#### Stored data
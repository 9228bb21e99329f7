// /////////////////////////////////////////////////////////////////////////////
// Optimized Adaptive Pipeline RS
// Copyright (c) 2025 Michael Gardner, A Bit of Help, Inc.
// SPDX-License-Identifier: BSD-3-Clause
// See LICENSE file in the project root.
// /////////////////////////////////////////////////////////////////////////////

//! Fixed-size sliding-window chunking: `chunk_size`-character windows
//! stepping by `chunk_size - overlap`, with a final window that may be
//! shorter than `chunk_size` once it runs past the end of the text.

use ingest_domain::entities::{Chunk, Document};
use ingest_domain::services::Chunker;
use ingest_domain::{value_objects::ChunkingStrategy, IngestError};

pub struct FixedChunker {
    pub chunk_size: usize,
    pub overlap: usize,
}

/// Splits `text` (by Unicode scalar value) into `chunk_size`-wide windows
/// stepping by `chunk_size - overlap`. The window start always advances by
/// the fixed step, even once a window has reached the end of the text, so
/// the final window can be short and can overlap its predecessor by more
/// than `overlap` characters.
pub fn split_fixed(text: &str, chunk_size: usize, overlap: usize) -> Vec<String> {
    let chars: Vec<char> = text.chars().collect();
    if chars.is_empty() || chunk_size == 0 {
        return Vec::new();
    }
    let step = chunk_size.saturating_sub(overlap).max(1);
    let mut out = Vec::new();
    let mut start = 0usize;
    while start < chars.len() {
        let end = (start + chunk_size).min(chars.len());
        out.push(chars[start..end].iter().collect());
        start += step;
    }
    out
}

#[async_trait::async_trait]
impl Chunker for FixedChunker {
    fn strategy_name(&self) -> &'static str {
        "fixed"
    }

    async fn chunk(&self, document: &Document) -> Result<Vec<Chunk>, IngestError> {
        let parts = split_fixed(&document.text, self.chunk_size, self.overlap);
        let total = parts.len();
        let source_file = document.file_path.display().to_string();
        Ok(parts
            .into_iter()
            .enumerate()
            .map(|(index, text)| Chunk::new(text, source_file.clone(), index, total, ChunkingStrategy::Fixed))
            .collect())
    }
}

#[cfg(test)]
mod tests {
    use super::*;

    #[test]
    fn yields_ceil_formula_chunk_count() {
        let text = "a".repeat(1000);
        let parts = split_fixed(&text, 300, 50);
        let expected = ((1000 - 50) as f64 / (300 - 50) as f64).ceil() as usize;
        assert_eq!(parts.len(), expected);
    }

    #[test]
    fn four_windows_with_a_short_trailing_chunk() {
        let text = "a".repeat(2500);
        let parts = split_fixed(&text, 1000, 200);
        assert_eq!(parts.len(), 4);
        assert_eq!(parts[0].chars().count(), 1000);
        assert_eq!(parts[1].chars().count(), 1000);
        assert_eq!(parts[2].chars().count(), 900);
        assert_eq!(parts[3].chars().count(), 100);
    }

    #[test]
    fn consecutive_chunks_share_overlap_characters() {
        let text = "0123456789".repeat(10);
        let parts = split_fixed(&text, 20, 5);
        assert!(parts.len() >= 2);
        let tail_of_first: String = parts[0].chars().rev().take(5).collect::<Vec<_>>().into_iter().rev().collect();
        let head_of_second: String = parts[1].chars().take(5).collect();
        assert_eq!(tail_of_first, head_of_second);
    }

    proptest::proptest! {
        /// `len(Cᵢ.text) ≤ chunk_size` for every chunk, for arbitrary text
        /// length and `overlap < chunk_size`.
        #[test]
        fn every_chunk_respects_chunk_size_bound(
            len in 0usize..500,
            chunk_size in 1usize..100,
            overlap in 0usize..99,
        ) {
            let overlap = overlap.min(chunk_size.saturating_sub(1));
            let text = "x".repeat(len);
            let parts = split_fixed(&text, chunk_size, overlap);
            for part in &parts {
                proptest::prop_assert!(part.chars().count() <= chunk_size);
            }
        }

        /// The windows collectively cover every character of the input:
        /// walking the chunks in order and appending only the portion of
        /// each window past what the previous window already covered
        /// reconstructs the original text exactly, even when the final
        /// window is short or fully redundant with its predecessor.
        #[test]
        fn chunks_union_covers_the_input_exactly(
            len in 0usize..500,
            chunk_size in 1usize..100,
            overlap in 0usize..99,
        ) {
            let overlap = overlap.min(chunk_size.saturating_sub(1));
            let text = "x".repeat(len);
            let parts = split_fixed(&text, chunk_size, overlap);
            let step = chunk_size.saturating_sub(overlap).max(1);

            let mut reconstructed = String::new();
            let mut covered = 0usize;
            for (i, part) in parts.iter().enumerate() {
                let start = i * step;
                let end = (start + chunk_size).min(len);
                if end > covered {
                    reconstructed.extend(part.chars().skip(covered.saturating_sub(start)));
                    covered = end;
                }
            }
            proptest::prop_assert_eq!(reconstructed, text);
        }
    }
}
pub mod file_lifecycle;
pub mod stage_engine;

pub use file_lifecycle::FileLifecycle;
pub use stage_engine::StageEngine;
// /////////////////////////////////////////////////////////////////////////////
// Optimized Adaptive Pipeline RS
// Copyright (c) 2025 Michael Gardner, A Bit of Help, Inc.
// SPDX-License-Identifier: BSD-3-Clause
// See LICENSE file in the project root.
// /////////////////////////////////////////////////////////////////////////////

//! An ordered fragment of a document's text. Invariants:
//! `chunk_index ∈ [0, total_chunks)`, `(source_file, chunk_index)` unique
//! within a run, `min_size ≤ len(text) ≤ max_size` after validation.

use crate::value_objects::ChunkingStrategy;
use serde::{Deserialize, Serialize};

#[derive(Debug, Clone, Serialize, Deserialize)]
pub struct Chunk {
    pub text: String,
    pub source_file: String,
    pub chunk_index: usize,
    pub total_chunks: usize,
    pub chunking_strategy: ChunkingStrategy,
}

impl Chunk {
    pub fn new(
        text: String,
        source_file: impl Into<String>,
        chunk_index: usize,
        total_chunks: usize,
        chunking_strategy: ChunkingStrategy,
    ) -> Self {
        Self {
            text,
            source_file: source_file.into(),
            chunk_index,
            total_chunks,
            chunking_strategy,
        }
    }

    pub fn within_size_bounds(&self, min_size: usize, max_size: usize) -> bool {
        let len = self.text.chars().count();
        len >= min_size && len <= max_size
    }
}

#### Instructions to follow
Restate every record above, exactly, in full.

#### Response box
repository 9228bb21e99329f7
// /////////////////////////////////////////////////////////////////////////////
// Optimized Adaptive Pipeline RS
// Copyright (c) 2025 Michael Gardner, A Bit of Help, Inc.
// SPDX-License-Identifier: BSD-3-Clause
// See LICENSE file in the project root.
// /////////////////////////////////////////////////////////////////////////////

//! Fixed-size sliding-window chunking: `chunk_size`-character windows
//! stepping by `chunk_size - overlap`, with a final window that may be
//! shorter than `chunk_size` once it runs past the end of the text.

use ingest_domain::entities::{Chunk, Document};
use ingest_domain::services::Chunker;
use ingest_domain::{value_objects::ChunkingStrategy, IngestError};

pub struct FixedChunker {
    pub chunk_size: usize,
    pub overlap: usize,
}

/// Splits `text` (by Unicode scalar value) into `chunk_size`-wide windows
/// stepping by `chunk_size - overlap`. The window start always advances by
/// the fixed step, even once a window has reached the end of the text, so
/// the final window can be short and can overlap its predecessor by more
/// than `overlap` characters.
pub fn split_fixed(text: &str, chunk_size: usize, overlap: usize) -> Vec<String> {
    let chars: Vec<char> = text.chars().collect();
    if chars.is_empty() || chunk_size == 0 {
        return Vec::new();
    }
    let step = chunk_size.saturating_sub(overlap).max(1);
    let mut out = Vec::new();
    let mut start = 0usize;
    while start < chars.len() {
        let end = (start + chunk_size).min(chars.len());
        out.push(chars[start..end].iter().collect());
        start += step;
    }
    out
}

#[async_trait::async_trait]
impl Chunker for FixedChunker {
    fn strategy_name(&self) -> &'static str {
        "fixed"
    }

    async fn chunk(&self, document: &Document) -> Result<Vec<Chunk>, IngestError> {
        let parts = split_fixed(&document.text, self.chunk_size, self.overlap);
        let total = parts.len();
        let source_file = document.file_path.display().to_string();
        Ok(parts
            .into_iter()
            .enumerate()
            .map(|(index, text)| Chunk::new(text, source_file.clone(), index, total, ChunkingStrategy::Fixed))
            .collect())
    }
}

#[cfg(test)]
mod tests {
    use super::*;

    #[test]
    fn yields_ceil_formula_chunk_count() {
        let text = "a".repeat(1000);
        let parts = split_fixed(&text, 300, 50);
        let expected = ((1000 - 50) as f64 / (300 - 50) as f64).ceil() as usize;
        assert_eq!(parts.len(), expected);
    }

    #[test]
    fn four_windows_with_a_short_trailing_chunk() {
        let text = "a".repeat(2500);
        let parts = split_fixed(&text, 1000, 200);
        assert_eq!(parts.len(), 4);
        assert_eq!(parts[0].chars().count(), 1000);
        assert_eq!(parts[1].chars().count(), 1000);
        assert_eq!(parts[2].chars().count(), 900);
        assert_eq!(parts[3].chars().count(), 100);
    }

    #[test]
    fn consecutive_chunks_share_overlap_characters() {
        let text = "0123456789".repeat(10);
        let parts = split_fixed(&text, 20, 5);
        assert!(parts.len() >= 2);
        let tail_of_first: String = parts[0].chars().rev().take(5).collect::<Vec<_>>().into_iter().rev().collect();
        let head_of_second: String = parts[1].chars().take(5).collect();
        assert_eq!(tail_of_first, head_of_second);
    }

    proptest::proptest! {
        /// `len(Cᵢ.text) ≤ chunk_size` for every chunk, for arbitrary text
        /// length and `overlap < chunk_size`.
        #[test]
        fn every_chunk_respects_chunk_size_bound(
            len in 0usize..500,
            chunk_size in 1usize..100,
            overlap in 0usize..99,
        ) {
            let overlap = overlap.min(chunk_size.saturating_sub(1));
            let text = "x".repeat(len);
            let parts = split_fixed(&text, chunk_size, overlap);
            for part in &parts {
                proptest::prop_assert!(part.chars().count() <= chunk_size);
            }
        }

        /// The windows collectively cover every character of the input:
        /// walking the chunks in order and appending only the portion of
        /// each window past what the previous window already covered
        /// reconstructs the original text exactly, even when the final
        /// window is short or fully redundant with its predecessor.
        #[test]
        fn chunks_union_covers_the_input_exactly(
            len in 0usize..500,
            chunk_size in 1usize..100,
            overlap in 0usize..99,
        ) {
            let overlap = overlap.min(chunk_size.saturating_sub(1));
            let text = "x".repeat(len);
            let parts = split_fixed(&text, chunk_size, overlap);
            let step = chunk_size.saturating_sub(overlap).max(1);

            let mut reconstructed = String::new();
            let mut covered = 0usize;
            for (i, part) in parts.iter().enumerate() {
                let start = i * step;
                let end = (start + chunk_size).min(len);
                if end > covered {
                    reconstructed.extend(part.chars().skip(covered.saturating_sub(start)));
                    covered = end;
                }
            }
            proptest::prop_assert_eq!(reconstructed, text);
        }
    }
}
pub mod file_lifecycle;
pub mod stage_engine;

pub use file_lifecycle::FileLifecycle;
pub use stage_engine::StageEngine;
// /////////////////////////////////////////////////////////////////////////////
// Optimized Adaptive Pipeline RS
// Copyright (c) 2025 Michael Gardner, A Bit of Help, Inc.
// SPDX-License-Identifier: BSD-3-Clause
// See LICENSE file in the project root.
// /////////////////////////////////////////////////////////////////////////////

//! An ordered fragment of a document's text. Invariants:
//! `chunk_index ∈ [0, total_chunks)`, `(source_file, chunk_index)` unique
//! within a run, `min_size ≤ len(text) ≤ max_size` after validation.

use crate::value_objects::ChunkingStrategy;
use serde::{Deserialize, Serialize};

#[derive(Debug, Clone, Serialize, Deserialize)]
pub struct Chunk {
    pub text: String,
    pub source_file: String,
    pub chunk_index: usize,
    pub total_chunks: usize,
    pub chunking_strategy: ChunkingStrategy,
}

impl Chunk {
    pub fn new(
        text: String,
        source_file: impl Into<String>,
        chunk_index: usize,
        total_chunks: usize,
        chunking_strategy: ChunkingStrategy,
    ) -> Self {
        Self {
            text,
            source_file: source_file.into(),
            chunk_index,
            total_chunks,
            chunking_strategy,
        }
    }

    pub fn within_size_bounds(&self, min_size: usize, max_size: usize) -> bool {
        let len = self.text.chars().count();
        len >= min_size && len <= max_size
    }
}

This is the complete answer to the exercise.